[YOUR OBJECTIVE]: In the entries that follow, find the line containing "filename src/auth/credentials.rs"; from there, copy every line exactly through the line containing "pub fn is_empty(&self)".

DATA PROVIDED: Begin

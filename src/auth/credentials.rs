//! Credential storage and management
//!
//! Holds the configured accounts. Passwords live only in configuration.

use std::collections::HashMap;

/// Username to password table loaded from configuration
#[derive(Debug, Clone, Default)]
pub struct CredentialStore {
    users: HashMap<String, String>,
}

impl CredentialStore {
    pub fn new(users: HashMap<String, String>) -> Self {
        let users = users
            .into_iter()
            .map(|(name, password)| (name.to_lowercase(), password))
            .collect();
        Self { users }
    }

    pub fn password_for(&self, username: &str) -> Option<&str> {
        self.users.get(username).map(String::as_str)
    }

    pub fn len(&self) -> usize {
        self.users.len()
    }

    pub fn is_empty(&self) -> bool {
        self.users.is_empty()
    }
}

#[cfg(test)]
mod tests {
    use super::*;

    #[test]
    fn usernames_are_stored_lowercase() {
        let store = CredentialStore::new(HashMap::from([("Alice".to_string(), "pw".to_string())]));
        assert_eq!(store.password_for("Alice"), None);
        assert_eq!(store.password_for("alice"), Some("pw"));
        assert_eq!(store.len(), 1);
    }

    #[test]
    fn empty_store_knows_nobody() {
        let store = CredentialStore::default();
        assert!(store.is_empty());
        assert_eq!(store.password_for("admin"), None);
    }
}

DATA PROVIDED: End
DATA PROVIDED: Begin

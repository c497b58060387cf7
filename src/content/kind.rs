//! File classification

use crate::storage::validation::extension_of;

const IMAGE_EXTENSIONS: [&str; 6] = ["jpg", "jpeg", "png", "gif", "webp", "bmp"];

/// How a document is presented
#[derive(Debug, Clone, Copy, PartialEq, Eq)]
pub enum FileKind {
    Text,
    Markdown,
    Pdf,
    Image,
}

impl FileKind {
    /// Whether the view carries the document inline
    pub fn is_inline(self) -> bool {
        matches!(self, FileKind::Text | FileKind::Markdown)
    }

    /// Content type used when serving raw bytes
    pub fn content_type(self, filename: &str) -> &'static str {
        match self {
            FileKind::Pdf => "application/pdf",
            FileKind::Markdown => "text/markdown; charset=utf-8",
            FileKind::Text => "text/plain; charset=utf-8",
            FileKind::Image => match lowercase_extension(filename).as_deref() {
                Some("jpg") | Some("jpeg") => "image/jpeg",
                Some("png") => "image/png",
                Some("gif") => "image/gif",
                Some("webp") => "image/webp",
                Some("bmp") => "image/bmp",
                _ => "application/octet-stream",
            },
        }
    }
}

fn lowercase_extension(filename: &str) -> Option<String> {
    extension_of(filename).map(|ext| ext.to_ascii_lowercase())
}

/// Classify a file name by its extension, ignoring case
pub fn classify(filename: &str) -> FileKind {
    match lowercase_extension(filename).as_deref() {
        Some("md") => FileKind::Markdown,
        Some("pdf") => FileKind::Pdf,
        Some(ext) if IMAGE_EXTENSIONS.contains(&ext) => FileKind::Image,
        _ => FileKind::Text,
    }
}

DATA PROVIDED: End

[SOLUTION FOR THIS TASK]:
filename src/auth/credentials.rs
//! Credential storage and management
//!
//! Holds the configured accounts. Passwords live only in configuration.

use std::collections::HashMap;

/// Username to password table loaded from configuration
#[derive(Debug, Clone, Default)]
pub struct CredentialStore {
    users: HashMap<String, String>,
}

impl CredentialStore {
    pub fn new(users: HashMap<String, String>) -> Self {
        let users = users
            .into_iter()
            .map(|(name, password)| (name.to_lowercase(), password))
            .collect();
        Self { users }
    }

    pub fn password_for(&self, username: &str) -> Option<&str> {
        self.users.get(username).map(String::as_str)
    }

    pub fn len(&self) -> usize {
        self.users.len()
    }

    pub fn is_empty(&self) -> bool {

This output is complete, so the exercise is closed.